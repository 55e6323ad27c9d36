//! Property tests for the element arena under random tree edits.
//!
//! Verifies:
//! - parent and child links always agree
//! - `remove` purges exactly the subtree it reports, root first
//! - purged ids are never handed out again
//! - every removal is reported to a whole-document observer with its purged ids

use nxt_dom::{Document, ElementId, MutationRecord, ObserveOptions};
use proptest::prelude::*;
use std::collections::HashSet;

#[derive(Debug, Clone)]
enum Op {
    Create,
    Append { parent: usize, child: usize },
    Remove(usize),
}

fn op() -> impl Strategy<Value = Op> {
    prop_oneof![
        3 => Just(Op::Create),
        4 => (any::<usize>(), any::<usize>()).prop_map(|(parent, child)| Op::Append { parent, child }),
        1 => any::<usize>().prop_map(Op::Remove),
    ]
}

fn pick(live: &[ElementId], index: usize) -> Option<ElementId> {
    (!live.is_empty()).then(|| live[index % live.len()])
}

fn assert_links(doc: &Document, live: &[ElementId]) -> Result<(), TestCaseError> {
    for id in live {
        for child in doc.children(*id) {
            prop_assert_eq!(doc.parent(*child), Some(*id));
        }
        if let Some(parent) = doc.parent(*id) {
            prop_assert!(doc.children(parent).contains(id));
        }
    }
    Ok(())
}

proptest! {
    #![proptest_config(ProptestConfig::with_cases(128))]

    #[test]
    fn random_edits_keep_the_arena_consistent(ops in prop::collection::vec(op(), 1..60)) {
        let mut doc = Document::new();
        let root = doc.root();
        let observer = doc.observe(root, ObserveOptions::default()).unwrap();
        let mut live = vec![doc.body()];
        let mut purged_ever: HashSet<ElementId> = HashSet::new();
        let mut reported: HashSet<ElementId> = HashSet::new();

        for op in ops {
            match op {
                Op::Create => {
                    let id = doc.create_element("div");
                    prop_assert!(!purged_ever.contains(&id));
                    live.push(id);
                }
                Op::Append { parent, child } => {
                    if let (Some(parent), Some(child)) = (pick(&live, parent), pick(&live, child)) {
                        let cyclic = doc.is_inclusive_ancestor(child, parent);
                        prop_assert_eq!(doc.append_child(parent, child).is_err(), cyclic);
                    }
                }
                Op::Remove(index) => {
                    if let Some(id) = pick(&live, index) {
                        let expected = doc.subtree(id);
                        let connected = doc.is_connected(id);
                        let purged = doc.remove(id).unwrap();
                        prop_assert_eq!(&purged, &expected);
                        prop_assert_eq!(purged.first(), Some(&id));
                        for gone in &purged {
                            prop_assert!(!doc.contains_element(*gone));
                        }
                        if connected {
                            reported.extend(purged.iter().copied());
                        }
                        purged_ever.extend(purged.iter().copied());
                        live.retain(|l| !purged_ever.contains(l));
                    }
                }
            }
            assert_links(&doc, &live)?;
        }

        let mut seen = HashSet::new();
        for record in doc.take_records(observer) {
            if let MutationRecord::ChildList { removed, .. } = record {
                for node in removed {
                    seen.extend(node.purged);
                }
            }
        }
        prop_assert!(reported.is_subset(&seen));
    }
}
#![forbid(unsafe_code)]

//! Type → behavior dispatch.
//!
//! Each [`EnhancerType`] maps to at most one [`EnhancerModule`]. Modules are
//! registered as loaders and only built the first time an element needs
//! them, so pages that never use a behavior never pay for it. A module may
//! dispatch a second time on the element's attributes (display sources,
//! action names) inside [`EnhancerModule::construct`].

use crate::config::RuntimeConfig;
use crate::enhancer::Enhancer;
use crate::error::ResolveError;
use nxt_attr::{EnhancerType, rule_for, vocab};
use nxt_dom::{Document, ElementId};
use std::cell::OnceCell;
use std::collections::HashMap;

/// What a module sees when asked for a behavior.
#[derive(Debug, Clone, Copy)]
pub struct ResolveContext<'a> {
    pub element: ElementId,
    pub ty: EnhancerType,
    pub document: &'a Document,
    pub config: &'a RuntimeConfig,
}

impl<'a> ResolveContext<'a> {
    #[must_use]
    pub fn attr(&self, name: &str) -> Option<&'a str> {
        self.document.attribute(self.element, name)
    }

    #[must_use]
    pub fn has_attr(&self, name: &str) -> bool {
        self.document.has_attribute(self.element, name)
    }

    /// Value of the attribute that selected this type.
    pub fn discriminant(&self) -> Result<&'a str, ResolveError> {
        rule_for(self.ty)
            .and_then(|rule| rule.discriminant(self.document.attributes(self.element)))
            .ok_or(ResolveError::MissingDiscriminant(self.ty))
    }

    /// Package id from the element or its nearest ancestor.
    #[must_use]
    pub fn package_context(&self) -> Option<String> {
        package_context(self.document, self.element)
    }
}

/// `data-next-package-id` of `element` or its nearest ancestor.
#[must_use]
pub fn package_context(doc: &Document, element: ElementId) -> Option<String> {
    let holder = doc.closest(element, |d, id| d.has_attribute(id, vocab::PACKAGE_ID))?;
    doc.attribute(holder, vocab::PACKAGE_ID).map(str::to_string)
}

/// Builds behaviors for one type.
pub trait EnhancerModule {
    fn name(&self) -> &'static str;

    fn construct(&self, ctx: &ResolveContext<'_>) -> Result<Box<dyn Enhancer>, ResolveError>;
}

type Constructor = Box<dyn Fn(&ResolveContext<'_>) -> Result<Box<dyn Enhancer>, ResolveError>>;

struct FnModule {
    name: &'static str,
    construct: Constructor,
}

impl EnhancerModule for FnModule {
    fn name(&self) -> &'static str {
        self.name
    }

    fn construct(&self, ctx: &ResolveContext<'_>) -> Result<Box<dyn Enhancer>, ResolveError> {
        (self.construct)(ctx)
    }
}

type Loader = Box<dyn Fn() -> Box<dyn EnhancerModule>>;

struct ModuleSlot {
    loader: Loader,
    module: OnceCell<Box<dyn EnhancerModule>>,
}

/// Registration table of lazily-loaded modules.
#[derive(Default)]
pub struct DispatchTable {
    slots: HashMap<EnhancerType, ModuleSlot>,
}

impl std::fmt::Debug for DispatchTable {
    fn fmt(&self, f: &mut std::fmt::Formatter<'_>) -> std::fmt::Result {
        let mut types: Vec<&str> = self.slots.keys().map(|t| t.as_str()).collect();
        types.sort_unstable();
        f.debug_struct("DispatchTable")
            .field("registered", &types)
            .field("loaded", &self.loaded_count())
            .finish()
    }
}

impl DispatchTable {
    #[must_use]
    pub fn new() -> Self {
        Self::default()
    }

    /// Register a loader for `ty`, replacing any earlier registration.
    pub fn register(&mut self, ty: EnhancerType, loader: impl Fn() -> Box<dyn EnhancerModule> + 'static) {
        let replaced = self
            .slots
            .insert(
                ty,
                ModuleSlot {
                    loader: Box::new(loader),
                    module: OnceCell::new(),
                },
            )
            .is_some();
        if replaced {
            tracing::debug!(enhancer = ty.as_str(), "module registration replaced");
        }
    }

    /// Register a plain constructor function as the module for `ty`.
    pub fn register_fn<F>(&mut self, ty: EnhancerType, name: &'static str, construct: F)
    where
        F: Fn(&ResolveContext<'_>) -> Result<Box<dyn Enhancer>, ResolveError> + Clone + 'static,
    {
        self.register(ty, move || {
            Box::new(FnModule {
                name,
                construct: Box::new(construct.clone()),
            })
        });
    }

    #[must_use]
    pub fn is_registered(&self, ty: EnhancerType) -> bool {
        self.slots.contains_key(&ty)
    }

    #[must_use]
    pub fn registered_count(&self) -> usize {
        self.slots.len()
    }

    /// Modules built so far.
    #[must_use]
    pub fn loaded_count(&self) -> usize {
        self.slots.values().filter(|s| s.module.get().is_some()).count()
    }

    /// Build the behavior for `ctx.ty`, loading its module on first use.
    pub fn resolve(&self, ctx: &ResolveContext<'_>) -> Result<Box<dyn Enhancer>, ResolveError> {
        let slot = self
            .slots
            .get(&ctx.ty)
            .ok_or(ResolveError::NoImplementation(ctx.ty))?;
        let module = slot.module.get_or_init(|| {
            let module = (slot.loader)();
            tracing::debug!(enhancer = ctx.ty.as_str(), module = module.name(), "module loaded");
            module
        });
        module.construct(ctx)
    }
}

____________

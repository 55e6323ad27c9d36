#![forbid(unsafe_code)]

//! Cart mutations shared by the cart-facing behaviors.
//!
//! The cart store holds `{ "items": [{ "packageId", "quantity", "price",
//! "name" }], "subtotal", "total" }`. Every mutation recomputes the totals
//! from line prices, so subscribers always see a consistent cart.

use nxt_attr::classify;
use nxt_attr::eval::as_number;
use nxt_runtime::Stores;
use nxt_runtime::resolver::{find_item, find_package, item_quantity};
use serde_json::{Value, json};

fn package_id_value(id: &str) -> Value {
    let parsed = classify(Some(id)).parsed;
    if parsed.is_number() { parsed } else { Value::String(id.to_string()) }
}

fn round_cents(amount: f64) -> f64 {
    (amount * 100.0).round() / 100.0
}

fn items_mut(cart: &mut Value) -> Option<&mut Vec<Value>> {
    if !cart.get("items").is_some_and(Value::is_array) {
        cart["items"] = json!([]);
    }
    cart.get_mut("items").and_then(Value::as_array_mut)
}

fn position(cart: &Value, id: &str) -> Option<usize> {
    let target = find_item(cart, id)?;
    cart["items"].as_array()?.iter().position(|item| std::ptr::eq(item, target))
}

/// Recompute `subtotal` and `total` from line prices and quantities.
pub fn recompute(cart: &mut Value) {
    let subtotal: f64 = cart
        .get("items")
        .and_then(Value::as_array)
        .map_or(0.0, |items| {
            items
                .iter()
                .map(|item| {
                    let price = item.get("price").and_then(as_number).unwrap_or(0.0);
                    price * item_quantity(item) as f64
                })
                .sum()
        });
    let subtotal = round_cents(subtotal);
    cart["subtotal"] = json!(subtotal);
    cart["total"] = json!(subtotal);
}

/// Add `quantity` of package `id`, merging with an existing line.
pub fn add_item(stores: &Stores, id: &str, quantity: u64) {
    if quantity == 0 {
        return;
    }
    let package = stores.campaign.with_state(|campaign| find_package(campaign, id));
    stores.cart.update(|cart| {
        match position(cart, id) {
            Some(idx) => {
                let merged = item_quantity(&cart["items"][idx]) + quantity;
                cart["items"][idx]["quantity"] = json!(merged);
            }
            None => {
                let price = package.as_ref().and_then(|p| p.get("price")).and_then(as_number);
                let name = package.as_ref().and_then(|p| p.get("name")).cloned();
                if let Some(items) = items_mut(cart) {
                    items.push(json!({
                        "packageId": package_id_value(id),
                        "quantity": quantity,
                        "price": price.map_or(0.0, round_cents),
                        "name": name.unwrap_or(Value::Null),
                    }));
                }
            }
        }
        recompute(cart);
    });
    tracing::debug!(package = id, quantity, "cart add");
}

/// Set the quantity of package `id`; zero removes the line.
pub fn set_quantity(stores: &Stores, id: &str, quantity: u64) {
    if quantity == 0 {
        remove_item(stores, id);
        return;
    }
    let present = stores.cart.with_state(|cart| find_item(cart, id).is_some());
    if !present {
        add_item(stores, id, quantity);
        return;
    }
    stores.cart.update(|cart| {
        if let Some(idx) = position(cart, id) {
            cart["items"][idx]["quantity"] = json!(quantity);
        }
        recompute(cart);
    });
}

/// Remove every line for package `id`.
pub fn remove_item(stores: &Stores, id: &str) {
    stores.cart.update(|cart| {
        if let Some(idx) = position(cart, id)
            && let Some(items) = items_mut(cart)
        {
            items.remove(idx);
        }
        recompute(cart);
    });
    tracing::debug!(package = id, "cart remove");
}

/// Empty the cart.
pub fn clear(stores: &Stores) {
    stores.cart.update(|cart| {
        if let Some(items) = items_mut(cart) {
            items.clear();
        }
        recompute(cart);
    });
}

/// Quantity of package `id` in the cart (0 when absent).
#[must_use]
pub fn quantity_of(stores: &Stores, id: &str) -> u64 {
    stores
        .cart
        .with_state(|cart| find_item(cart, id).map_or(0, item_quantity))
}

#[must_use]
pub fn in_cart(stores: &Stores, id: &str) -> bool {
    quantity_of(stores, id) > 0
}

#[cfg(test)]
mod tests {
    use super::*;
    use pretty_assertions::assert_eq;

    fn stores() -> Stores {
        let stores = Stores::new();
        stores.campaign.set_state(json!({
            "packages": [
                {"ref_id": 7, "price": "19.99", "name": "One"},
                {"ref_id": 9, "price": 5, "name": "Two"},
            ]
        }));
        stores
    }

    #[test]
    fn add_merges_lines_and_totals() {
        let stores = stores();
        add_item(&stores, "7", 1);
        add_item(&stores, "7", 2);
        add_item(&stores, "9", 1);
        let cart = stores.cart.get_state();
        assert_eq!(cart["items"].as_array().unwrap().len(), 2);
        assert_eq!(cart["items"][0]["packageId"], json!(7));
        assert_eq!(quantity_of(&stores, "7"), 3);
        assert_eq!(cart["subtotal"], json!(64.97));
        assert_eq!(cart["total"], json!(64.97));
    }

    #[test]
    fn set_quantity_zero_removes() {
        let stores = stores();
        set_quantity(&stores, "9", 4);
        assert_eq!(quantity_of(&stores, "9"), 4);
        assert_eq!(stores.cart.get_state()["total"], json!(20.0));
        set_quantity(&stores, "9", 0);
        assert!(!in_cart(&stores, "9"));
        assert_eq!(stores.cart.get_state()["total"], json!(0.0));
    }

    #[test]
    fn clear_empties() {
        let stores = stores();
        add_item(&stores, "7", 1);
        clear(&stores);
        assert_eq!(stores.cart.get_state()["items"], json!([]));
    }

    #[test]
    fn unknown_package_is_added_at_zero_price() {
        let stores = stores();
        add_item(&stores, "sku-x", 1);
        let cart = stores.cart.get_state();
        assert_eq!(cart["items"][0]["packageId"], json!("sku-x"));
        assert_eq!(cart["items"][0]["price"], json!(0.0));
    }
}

____________

Lines of the data that include the string "index" are to be counted; report the total by itself.

4